> [Task objective]: Show me each line of the listing below where the word "PathBuf" appears.
==========
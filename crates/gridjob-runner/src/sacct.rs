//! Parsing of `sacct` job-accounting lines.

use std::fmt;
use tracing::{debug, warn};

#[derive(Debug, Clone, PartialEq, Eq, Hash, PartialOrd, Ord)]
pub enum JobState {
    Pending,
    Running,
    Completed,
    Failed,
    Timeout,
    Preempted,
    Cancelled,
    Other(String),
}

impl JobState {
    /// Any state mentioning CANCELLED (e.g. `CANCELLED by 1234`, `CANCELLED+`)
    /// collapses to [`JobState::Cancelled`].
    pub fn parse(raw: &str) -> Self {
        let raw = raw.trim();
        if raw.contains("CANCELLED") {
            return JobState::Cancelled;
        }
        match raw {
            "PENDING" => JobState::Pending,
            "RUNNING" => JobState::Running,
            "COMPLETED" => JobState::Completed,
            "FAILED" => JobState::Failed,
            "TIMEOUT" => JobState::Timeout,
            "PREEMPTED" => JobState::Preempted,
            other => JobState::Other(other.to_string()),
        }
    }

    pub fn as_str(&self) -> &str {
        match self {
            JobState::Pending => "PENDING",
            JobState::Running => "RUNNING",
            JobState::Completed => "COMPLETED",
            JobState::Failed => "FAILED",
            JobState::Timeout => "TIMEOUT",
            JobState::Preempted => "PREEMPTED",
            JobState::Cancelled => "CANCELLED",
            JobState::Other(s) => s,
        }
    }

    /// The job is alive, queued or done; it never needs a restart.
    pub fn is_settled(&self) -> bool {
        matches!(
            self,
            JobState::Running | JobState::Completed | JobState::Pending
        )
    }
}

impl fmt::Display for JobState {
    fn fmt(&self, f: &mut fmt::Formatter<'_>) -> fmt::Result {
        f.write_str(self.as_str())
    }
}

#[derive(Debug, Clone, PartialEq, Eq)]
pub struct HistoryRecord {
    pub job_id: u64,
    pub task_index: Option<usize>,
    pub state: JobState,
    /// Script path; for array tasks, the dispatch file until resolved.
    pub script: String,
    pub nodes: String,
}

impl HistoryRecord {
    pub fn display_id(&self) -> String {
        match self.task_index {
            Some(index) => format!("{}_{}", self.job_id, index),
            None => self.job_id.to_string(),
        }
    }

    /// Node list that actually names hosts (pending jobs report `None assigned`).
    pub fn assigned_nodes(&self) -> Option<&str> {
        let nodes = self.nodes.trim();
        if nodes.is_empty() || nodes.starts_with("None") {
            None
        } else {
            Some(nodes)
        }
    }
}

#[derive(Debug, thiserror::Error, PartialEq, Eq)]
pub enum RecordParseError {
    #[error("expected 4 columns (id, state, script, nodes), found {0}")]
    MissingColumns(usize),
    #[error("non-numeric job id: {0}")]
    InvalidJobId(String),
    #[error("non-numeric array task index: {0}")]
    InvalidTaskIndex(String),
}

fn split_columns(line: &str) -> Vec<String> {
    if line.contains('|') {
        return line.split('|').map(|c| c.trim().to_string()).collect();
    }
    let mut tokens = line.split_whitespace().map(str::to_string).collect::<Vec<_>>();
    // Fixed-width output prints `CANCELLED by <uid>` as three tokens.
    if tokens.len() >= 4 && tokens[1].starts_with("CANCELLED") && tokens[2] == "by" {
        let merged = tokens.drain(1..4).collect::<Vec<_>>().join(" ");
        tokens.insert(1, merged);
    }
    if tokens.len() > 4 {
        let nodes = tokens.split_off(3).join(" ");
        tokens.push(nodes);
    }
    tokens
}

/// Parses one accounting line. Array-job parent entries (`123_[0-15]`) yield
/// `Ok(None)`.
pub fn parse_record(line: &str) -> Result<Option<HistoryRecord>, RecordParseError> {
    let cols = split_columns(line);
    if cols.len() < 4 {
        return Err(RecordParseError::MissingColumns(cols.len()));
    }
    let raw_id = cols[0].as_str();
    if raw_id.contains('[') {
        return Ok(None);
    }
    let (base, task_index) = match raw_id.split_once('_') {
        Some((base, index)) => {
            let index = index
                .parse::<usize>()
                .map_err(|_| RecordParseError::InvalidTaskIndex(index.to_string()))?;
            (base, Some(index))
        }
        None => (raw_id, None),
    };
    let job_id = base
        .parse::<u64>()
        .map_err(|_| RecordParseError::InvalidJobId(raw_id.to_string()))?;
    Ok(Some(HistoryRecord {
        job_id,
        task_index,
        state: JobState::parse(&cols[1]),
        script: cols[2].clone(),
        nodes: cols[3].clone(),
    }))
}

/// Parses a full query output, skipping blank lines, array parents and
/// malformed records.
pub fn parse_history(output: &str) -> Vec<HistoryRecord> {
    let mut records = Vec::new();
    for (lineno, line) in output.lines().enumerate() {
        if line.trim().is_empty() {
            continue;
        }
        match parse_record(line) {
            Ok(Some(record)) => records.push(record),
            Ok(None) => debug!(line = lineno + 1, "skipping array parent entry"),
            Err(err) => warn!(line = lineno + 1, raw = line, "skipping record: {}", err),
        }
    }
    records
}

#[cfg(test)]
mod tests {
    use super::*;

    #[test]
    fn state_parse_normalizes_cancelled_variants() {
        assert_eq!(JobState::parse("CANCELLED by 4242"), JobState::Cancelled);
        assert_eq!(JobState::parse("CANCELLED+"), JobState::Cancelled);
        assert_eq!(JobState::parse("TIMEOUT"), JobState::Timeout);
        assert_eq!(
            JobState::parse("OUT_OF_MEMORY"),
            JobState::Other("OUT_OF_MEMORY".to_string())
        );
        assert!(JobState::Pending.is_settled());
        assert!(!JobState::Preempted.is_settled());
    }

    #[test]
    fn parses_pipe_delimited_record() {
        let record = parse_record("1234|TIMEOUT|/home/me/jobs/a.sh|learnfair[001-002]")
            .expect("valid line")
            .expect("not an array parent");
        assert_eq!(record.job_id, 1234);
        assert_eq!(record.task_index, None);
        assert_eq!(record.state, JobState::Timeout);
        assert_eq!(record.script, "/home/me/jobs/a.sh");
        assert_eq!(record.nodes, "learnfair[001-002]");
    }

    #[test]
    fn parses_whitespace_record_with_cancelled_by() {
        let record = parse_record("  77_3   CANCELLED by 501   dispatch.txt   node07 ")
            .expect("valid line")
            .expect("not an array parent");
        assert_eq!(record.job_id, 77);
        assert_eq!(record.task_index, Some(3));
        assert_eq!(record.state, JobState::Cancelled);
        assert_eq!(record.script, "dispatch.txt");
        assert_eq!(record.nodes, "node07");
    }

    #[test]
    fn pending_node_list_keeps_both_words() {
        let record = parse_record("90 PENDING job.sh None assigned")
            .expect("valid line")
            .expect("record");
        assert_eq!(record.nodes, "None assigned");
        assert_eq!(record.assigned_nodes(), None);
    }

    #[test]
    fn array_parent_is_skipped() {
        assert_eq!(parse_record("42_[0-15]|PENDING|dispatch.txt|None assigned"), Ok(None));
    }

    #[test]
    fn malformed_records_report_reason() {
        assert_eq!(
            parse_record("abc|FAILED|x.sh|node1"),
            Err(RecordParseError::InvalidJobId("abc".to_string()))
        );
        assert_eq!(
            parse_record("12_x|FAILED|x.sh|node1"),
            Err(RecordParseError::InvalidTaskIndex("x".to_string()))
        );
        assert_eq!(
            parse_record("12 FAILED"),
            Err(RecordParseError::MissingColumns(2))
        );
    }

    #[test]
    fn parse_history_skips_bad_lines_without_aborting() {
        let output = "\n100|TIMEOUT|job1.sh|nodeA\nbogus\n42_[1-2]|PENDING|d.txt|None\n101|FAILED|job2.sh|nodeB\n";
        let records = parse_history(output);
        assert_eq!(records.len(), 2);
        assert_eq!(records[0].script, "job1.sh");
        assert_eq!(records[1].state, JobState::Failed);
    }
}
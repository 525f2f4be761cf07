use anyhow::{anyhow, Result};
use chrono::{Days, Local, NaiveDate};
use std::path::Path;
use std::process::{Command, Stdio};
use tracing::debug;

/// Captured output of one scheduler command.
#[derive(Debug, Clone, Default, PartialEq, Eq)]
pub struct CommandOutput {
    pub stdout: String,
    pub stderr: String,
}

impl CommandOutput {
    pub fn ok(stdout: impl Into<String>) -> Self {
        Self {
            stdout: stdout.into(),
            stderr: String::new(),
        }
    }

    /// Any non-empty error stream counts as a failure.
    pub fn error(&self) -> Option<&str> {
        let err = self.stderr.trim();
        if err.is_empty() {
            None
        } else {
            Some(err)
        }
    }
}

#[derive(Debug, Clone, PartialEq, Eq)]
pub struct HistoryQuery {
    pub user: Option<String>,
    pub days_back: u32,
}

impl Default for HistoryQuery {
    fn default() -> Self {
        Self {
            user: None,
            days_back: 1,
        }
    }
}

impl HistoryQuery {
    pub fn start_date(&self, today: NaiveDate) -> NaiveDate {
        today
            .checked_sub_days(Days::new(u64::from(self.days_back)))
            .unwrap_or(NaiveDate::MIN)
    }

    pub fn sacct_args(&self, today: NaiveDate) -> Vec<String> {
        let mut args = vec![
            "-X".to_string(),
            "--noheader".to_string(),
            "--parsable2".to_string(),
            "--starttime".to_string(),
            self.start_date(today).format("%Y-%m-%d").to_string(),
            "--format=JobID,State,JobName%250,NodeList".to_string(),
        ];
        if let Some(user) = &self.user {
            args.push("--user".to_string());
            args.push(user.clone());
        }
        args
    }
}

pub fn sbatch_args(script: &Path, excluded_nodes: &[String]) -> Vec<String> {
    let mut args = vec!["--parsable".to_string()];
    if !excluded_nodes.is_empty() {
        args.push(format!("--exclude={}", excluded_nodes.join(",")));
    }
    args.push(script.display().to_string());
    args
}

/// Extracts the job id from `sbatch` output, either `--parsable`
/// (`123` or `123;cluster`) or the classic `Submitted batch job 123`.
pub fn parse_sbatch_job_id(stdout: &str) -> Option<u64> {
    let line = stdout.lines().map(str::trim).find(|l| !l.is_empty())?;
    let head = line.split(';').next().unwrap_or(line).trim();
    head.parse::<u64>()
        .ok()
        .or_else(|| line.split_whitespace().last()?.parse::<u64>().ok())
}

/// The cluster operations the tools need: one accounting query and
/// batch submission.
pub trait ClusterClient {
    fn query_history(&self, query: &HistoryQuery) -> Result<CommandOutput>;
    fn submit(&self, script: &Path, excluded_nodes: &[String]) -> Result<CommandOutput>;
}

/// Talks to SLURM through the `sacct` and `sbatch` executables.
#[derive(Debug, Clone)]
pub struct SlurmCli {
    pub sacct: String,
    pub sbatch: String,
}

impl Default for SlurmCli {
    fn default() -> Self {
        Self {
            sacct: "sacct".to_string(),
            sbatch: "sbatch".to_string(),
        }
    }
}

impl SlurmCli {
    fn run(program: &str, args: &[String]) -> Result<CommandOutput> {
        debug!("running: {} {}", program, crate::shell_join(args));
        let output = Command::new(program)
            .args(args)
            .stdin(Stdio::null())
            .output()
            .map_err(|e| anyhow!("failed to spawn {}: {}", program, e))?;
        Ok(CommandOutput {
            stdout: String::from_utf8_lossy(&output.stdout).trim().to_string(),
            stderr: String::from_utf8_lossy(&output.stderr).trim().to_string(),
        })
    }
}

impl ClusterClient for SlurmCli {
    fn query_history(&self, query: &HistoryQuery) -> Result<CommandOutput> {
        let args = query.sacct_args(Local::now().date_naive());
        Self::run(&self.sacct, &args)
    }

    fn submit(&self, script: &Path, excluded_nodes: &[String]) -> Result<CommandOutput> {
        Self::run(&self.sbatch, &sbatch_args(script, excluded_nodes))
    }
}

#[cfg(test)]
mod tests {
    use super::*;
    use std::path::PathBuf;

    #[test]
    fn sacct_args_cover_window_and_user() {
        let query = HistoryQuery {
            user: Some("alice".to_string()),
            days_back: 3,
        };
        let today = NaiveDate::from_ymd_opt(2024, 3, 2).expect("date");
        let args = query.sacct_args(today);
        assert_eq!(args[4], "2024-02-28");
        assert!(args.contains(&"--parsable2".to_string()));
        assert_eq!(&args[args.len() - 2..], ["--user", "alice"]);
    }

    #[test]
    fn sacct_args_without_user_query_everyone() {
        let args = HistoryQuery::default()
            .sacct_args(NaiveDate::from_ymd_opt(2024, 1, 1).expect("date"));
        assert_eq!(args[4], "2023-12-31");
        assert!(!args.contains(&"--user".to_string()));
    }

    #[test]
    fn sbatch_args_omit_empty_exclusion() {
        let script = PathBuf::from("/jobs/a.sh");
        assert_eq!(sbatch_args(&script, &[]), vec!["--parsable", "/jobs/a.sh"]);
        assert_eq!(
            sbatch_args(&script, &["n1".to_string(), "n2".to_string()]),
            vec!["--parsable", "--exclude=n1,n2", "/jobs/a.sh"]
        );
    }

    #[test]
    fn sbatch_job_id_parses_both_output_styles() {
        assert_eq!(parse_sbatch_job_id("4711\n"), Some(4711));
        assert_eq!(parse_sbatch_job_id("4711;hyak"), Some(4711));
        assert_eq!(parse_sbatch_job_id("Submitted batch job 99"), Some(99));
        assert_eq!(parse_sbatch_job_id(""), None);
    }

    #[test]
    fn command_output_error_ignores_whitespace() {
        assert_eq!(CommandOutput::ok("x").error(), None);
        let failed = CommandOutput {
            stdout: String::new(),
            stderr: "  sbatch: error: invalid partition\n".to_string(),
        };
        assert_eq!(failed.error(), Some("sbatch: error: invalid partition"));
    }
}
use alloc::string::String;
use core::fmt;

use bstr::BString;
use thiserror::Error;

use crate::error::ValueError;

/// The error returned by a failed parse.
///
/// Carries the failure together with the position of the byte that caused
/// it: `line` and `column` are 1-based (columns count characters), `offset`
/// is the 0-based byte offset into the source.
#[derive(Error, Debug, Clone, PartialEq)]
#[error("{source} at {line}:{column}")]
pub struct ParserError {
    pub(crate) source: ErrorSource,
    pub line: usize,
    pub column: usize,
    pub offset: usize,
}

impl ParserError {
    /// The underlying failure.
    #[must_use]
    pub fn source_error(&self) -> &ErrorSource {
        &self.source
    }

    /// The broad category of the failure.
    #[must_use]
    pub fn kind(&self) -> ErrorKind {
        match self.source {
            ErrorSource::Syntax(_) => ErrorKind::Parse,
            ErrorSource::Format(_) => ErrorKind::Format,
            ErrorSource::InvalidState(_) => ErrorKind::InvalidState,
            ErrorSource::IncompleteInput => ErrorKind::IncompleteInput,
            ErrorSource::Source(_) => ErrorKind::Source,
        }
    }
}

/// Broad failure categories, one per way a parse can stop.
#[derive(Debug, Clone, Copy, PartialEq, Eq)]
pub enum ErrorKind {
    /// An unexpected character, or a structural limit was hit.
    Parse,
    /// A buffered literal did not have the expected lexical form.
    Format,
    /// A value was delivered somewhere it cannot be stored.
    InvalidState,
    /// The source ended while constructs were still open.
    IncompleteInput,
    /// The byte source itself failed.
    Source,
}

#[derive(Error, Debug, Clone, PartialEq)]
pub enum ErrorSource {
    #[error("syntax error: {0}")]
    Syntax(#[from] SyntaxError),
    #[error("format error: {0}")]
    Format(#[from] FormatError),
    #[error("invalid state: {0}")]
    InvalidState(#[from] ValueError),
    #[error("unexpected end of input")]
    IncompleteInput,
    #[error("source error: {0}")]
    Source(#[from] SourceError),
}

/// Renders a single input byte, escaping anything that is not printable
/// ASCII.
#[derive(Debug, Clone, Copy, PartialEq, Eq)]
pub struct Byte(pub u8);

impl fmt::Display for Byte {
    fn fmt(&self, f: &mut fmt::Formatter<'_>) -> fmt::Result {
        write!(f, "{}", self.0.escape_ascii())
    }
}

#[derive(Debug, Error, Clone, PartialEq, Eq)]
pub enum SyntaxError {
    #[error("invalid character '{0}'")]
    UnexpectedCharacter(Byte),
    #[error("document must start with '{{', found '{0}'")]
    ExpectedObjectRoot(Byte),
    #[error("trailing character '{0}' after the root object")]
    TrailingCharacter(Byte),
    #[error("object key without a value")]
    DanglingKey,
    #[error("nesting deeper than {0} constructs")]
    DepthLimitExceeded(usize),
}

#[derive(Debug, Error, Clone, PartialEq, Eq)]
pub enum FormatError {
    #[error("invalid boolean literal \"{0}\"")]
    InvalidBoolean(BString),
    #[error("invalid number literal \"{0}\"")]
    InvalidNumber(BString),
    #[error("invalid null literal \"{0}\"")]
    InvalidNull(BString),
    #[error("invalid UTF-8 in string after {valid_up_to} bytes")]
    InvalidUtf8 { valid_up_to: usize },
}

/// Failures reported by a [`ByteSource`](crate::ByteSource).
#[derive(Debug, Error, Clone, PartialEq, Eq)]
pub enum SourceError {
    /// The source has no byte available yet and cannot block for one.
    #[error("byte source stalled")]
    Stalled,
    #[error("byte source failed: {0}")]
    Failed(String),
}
==========
> [Solution to this task]:
    use std::path::PathBuf;
        let script = PathBuf::from("/jobs/a.sh");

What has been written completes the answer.